──────── Source records

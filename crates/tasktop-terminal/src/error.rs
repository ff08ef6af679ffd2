//! Error types for tasktop-terminal.

use std::path::PathBuf;
use tasktop_core::{CaptureError, SchedulerError};
use thiserror::Error;

/// Errors that can occur in the terminal front end.
#[derive(Debug, Error)]
pub enum TerminalError {
    /// IO error from terminal operations.
    #[error("IO error: {0}")]
    Io(#[from] std::io::Error),

    /// Configuration file could not be read or parsed.
    #[error("config {path}: {message}")]
    Config {
        /// File involved.
        path: PathBuf,
        /// What went wrong.
        message: String,
    },

    /// Process information could not be captured.
    #[error("capture failed: {0}")]
    Capture(#[from] CaptureError),

    /// Background sampler could not start.
    #[error("sampler: {0}")]
    Scheduler(#[from] SchedulerError),

    /// Log output could not be set up.
    #[error("logging: {0}")]
    Logging(String),

    /// Headless output could not be serialized.
    #[error("JSON output: {0}")]
    Json(#[from] serde_json::Error),
}

impl TerminalError {
    /// Build a [`TerminalError::Config`].
    pub fn config(path: impl Into<PathBuf>, message: impl Into<String>) -> Self {
        Self::Config {
            path: path.into(),
            message: message.into(),
        }
    }
}

#[cfg(test)]
mod tests {
    use super::*;

    #[test]
    fn test_terminal_error_io() {
        let io_err = std::io::Error::new(std::io::ErrorKind::NotFound, "file not found");
        let err: TerminalError = io_err.into();
        assert!(matches!(err, TerminalError::Io(_)));
        assert!(err.to_string().contains("IO error"));
    }

    #[test]
    fn test_terminal_error_config() {
        let err = TerminalError::config("/etc/tasktop.yaml", "bad refresh_ms");
        assert_eq!(err.to_string(), "config /etc/tasktop.yaml: bad refresh_ms");
    }

    #[test]
    fn test_terminal_error_capture() {
        let err: TerminalError = CaptureError::Unavailable("no /proc".to_string()).into();
        assert!(err.to_string().starts_with("capture failed: "));
        assert!(err.to_string().contains("no /proc"));
    }
}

────────────────

*Work to complete*. Please print verbatim each line from the first line of the entries above to the line that contains "What went wrong.", inclusive, and nothing more.

*Your solution*.
filename crates/tasktop-terminal/src/error.rs
repository ff08ef6af679ffd2
//! Error types for tasktop-terminal.

use std::path::PathBuf;
use tasktop_core::{CaptureError, SchedulerError};
use thiserror::Error;

/// Errors that can occur in the terminal front end.
#[derive(Debug, Error)]
pub enum TerminalError {
    /// IO error from terminal operations.
    #[error("IO error: {0}")]
    Io(#[from] std::io::Error),

    /// Configuration file could not be read or parsed.
    #[error("config {path}: {message}")]
    Config {
        /// File involved.
        path: PathBuf,
        /// What went wrong.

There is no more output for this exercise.